[Aim of the task] Retype all the data word for word.

[Source data]

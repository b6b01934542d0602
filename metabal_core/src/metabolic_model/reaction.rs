//! This module provides a struct for representing reactions
use std::fmt::{Display, Formatter};

use derive_builder::Builder;
use indexmap::{IndexMap, IndexSet};
use serde::{Deserialize, Serialize};

use crate::metabolic_model::OMITTED_PROCESS;

/// A species taking part in a reaction, with its stoichiometric coefficient
#[derive(Debug, Clone, PartialEq, Serialize, Deserialize)]
pub struct SpeciesReference {
    /// Id of the referenced metabolite
    pub species: String,
    /// Stoichiometric coefficient, always non-negative
    pub stoichiometry: f64,
}

impl SpeciesReference {
    pub fn new(species: &str, stoichiometry: f64) -> Self {
        SpeciesReference {
            species: species.to_string(),
            stoichiometry,
        }
    }
}

/// Side of a reaction a species appears on
#[derive(Debug, Clone, Copy, PartialEq, Eq, Hash, Serialize, Deserialize)]
pub enum Side {
    Reactant,
    Product,
}

impl Side {
    /// Sign applied to element counts in the balance equations, +1 for reactants
    pub fn sign(self) -> f64 {
        match self {
            Side::Reactant => 1.,
            Side::Product => -1.,
        }
    }
}

/// Represents a reaction in the metabolic model
#[derive(Builder, Debug, Clone, PartialEq, Serialize, Deserialize)]
pub struct Reaction {
    /// Used to identify the reaction
    #[builder(setter(into))]
    pub id: String,
    /// Human-readable reaction name
    #[builder(setter(into, strip_option), default = "None")]
    #[serde(default)]
    pub name: Option<String>,
    /// Species consumed by the reaction
    #[builder(default = "Vec::new()")]
    #[serde(default)]
    pub reactants: Vec<SpeciesReference>,
    /// Species produced by the reaction
    #[builder(default = "Vec::new()")]
    #[serde(default)]
    pub products: Vec<SpeciesReference>,
    /// Species that affect the reaction without being consumed
    #[builder(default = "Vec::new()")]
    #[serde(default)]
    pub modifiers: Vec<String>,
    /// Systems Biology Ontology term number
    #[builder(setter(strip_option), default = "None")]
    #[serde(default)]
    pub sbo_term: Option<u32>,
    /// Notes about the reaction
    #[builder(default = "IndexMap::new()")]
    #[serde(default)]
    pub notes: IndexMap<String, String>,
}

impl Reaction {
    /// References on one side of the reaction
    pub fn side(&self, side: Side) -> &[SpeciesReference] {
        match side {
            Side::Reactant => &self.reactants,
            Side::Product => &self.products,
        }
    }

    pub fn side_mut(&mut self, side: Side) -> &mut Vec<SpeciesReference> {
        match side {
            Side::Reactant => &mut self.reactants,
            Side::Product => &mut self.products,
        }
    }

    /// Every reactant then every product, tagged with its side
    pub fn participants(&self) -> impl Iterator<Item = (Side, &SpeciesReference)> {
        self.reactants
            .iter()
            .map(|r| (Side::Reactant, r))
            .chain(self.products.iter().map(|p| (Side::Product, p)))
    }

    /// Ids of the species appearing as reactant or product, without repeats
    pub fn species_ids(&self) -> IndexSet<String> {
        self.participants()
            .map(|(_, r)| r.species.clone())
            .collect()
    }

    /// Whether `species` is a reactant or product of this reaction
    pub fn references(&self, species: &str) -> bool {
        self.participants().any(|(_, r)| r.species == species)
    }

    /// Whether the reaction stands for an omitted biological process and should be skipped
    pub fn is_omitted_process(&self) -> bool {
        self.sbo_term == Some(OMITTED_PROCESS)
    }

    /// Whether the reactant and product species are the same set
    pub fn is_pointless(&self) -> bool {
        let reactants: IndexSet<&str> =
            self.reactants.iter().map(|r| r.species.as_str()).collect();
        let products: IndexSet<&str> = self.products.iter().map(|p| p.species.as_str()).collect();
        reactants == products
    }

    /// Add `stoichiometry` of `species` to `side`, summing with any existing reference
    pub fn add_to_side(&mut self, side: Side, species: &str, stoichiometry: f64) {
        let references = self.side_mut(side);
        match references.iter_mut().find(|r| r.species == species) {
            Some(reference) => reference.stoichiometry += stoichiometry,
            None => references.push(SpeciesReference::new(species, stoichiometry)),
        }
    }

    /// Drop every reference to `species` from both sides
    pub fn remove_species(&mut self, species: &str) {
        self.reactants.retain(|r| r.species != species);
        self.products.retain(|p| p.species != species);
    }
}

impl Display for Reaction {
    /// Equation form, e.g. `2 h2o_c + atp_c -> adp_c`
    fn fmt(&self, f: &mut Formatter<'_>) -> std::fmt::Result {
        fn write_side(f: &mut Formatter<'_>, references: &[SpeciesReference]) -> std::fmt::Result {
            for (index, reference) in references.iter().enumerate() {
                if index > 0 {
                    write!(f, " + ")?;
                }
                if reference.stoichiometry == 1. {
                    write!(f, "{}", reference.species)?;
                } else {
                    write!(f, "{} {}", reference.stoichiometry, reference.species)?;
                }
            }
            Ok(())
        }
        write_side(f, &self.reactants)?;
        write!(f, " -> ")?;
        write_side(f, &self.products)
    }
}

#[cfg(test)]
mod tests {
    use super::*;

    fn atp_hydrolysis() -> Reaction {
        ReactionBuilder::default()
            .id("ATPH")
            .reactants(vec![
                SpeciesReference::new("atp_c", 1.),
                SpeciesReference::new("h2o_c", 1.),
            ])
            .products(vec![
                SpeciesReference::new("adp_c", 1.),
                SpeciesReference::new("pi_c", 1.),
                SpeciesReference::new("h_c", 1.),
            ])
            .build()
            .unwrap()
    }

    #[test]
    fn add_to_side_sums_existing() {
        let mut reaction = atp_hydrolysis();
        reaction.add_to_side(Side::Product, "h_c", 2.);
        reaction.add_to_side(Side::Reactant, "co2_c", 1.);
        assert_eq!(reaction.products[2].stoichiometry, 3.);
        assert_eq!(reaction.reactants.len(), 3);
        assert_eq!(reaction.reactants[2], SpeciesReference::new("co2_c", 1.));
    }

    #[test]
    fn remove_species_and_references() {
        let mut reaction = atp_hydrolysis();
        assert!(reaction.references("pi_c"));
        reaction.remove_species("pi_c");
        assert!(!reaction.references("pi_c"));
        assert_eq!(reaction.species_ids().len(), 4);
    }

    #[test]
    fn pointless_and_omitted() {
        let reaction = ReactionBuilder::default()
            .id("LOOP")
            .reactants(vec![SpeciesReference::new("a_c", 1.)])
            .products(vec![SpeciesReference::new("a_c", 2.)])
            .sbo_term(OMITTED_PROCESS)
            .build()
            .unwrap();
        assert!(reaction.is_pointless());
        assert!(reaction.is_omitted_process());
        assert!(!atp_hydrolysis().is_pointless());
    }

    #[test]
    fn display_equation() {
        let mut reaction = atp_hydrolysis();
        reaction.reactants[1].stoichiometry = 2.;
        assert_eq!(reaction.to_string(), "atp_c + 2 h2o_c -> adp_c + pi_c + h_c");
    }
}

[Answer to this exercise]
repository b6b01934542d0602
filename metabal_core/src/metabolic_model/reaction.rs
//! This module provides a struct for representing reactions
use std::fmt::{Display, Formatter};

use derive_builder::Builder;
use indexmap::{IndexMap, IndexSet};
use serde::{Deserialize, Serialize};

use crate::metabolic_model::OMITTED_PROCESS;

/// A species taking part in a reaction, with its stoichiometric coefficient
#[derive(Debug, Clone, PartialEq, Serialize, Deserialize)]
pub struct SpeciesReference {
    /// Id of the referenced metabolite
    pub species: String,
    /// Stoichiometric coefficient, always non-negative
    pub stoichiometry: f64,
}

impl SpeciesReference {
    pub fn new(species: &str, stoichiometry: f64) -> Self {
        SpeciesReference {
            species: species.to_string(),
            stoichiometry,
        }
    }
}

/// Side of a reaction a species appears on
#[derive(Debug, Clone, Copy, PartialEq, Eq, Hash, Serialize, Deserialize)]
pub enum Side {
    Reactant,
    Product,
}

impl Side {
    /// Sign applied to element counts in the balance equations, +1 for reactants
    pub fn sign(self) -> f64 {
        match self {
            Side::Reactant => 1.,
            Side::Product => -1.,
        }
    }
}

/// Represents a reaction in the metabolic model
#[derive(Builder, Debug, Clone, PartialEq, Serialize, Deserialize)]
pub struct Reaction {
    /// Used to identify the reaction
    #[builder(setter(into))]
    pub id: String,
    /// Human-readable reaction name
    #[builder(setter(into, strip_option), default = "None")]
    #[serde(default)]
    pub name: Option<String>,
    /// Species consumed by the reaction
    #[builder(default = "Vec::new()")]
    #[serde(default)]
    pub reactants: Vec<SpeciesReference>,
    /// Species produced by the reaction
    #[builder(default = "Vec::new()")]
    #[serde(default)]
    pub products: Vec<SpeciesReference>,
    /// Species that affect the reaction without being consumed
    #[builder(default = "Vec::new()")]
    #[serde(default)]
    pub modifiers: Vec<String>,
    /// Systems Biology Ontology term number
    #[builder(setter(strip_option), default = "None")]
    #[serde(default)]
    pub sbo_term: Option<u32>,
    /// Notes about the reaction
    #[builder(default = "IndexMap::new()")]
    #[serde(default)]
    pub notes: IndexMap<String, String>,
}

impl Reaction {
    /// References on one side of the reaction
    pub fn side(&self, side: Side) -> &[SpeciesReference] {
        match side {
            Side::Reactant => &self.reactants,
            Side::Product => &self.products,
        }
    }

    pub fn side_mut(&mut self, side: Side) -> &mut Vec<SpeciesReference> {
        match side {
            Side::Reactant => &mut self.reactants,
            Side::Product => &mut self.products,
        }
    }

    /// Every reactant then every product, tagged with its side
    pub fn participants(&self) -> impl Iterator<Item = (Side, &SpeciesReference)> {
        self.reactants
            .iter()
            .map(|r| (Side::Reactant, r))
            .chain(self.products.iter().map(|p| (Side::Product, p)))
    }

    /// Ids of the species appearing as reactant or product, without repeats
    pub fn species_ids(&self) -> IndexSet<String> {
        self.participants()
            .map(|(_, r)| r.species.clone())
            .collect()
    }

    /// Whether `species` is a reactant or product of this reaction
    pub fn references(&self, species: &str) -> bool {
        self.participants().any(|(_, r)| r.species == species)
    }

    /// Whether the reaction stands for an omitted biological process and should be skipped
    pub fn is_omitted_process(&self) -> bool {
        self.sbo_term == Some(OMITTED_PROCESS)
    }

    /// Whether the reactant and product species are the same set
    pub fn is_pointless(&self) -> bool {
        let reactants: IndexSet<&str> =
            self.reactants.iter().map(|r| r.species.as_str()).collect();
        let products: IndexSet<&str> = self.products.iter().map(|p| p.species.as_str()).collect();
        reactants == products
    }

    /// Add `stoichiometry` of `species` to `side`, summing with any existing reference
    pub fn add_to_side(&mut self, side: Side, species: &str, stoichiometry: f64) {
        let references = self.side_mut(side);
        match references.iter_mut().find(|r| r.species == species) {
            Some(reference) => reference.stoichiometry += stoichiometry,
            None => references.push(SpeciesReference::new(species, stoichiometry)),
        }
    }

    /// Drop every reference to `species` from both sides
    pub fn remove_species(&mut self, species: &str) {
        self.reactants.retain(|r| r.species != species);
        self.products.retain(|p| p.species != species);
    }
}

impl Display for Reaction {
    /// Equation form, e.g. `2 h2o_c + atp_c -> adp_c`
    fn fmt(&self, f: &mut Formatter<'_>) -> std::fmt::Result {
        fn write_side(f: &mut Formatter<'_>, references: &[SpeciesReference]) -> std::fmt::Result {
            for (index, reference) in references.iter().enumerate() {
                if index > 0 {
                    write!(f, " + ")?;
                }
                if reference.stoichiometry == 1. {
                    write!(f, "{}", reference.species)?;
                } else {
                    write!(f, "{} {}", reference.stoichiometry, reference.species)?;
                }
            }
            Ok(())
        }
        write_side(f, &self.reactants)?;
        write!(f, " -> ")?;
        write_side(f, &self.products)
    }
}

#[cfg(test)]
mod tests {
    use super::*;

    fn atp_hydrolysis() -> Reaction {
        ReactionBuilder::default()
            .id("ATPH")
            .reactants(vec![
                SpeciesReference::new("atp_c", 1.),
                SpeciesReference::new("h2o_c", 1.),
            ])
            .products(vec![
                SpeciesReference::new("adp_c", 1.),
                SpeciesReference::new("pi_c", 1.),
                SpeciesReference::new("h_c", 1.),
            ])
            .build()
            .unwrap()
    }

    #[test]
    fn add_to_side_sums_existing() {
        let mut reaction = atp_hydrolysis();
        reaction.add_to_side(Side::Product, "h_c", 2.);
        reaction.add_to_side(Side::Reactant, "co2_c", 1.);
        assert_eq!(reaction.products[2].stoichiometry, 3.);
        assert_eq!(reaction.reactants.len(), 3);
        assert_eq!(reaction.reactants[2], SpeciesReference::new("co2_c", 1.));
    }

    #[test]
    fn remove_species_and_references() {
        let mut reaction = atp_hydrolysis();
        assert!(reaction.references("pi_c"));
        reaction.remove_species("pi_c");
        assert!(!reaction.references("pi_c"));
        assert_eq!(reaction.species_ids().len(), 4);
    }

    #[test]
    fn pointless_and_omitted() {
        let reaction = ReactionBuilder::default()
            .id("LOOP")
            .reactants(vec![SpeciesReference::new("a_c", 1.)])
            .products(vec![SpeciesReference::new("a_c", 2.)])
            .sbo_term(OMITTED_PROCESS)
            .build()
            .unwrap();
        assert!(reaction.is_pointless());
        assert!(reaction.is_omitted_process());
        assert!(!atp_hydrolysis().is_pointless());
    }

    #[test]
    fn display_equation() {
        let mut reaction = atp_hydrolysis();
        reaction.reactants[1].stoichiometry = 2.;
        assert_eq!(reaction.to_string(), "atp_c + 2 h2o_c -> adp_c + pi_c + h_c");
    }
}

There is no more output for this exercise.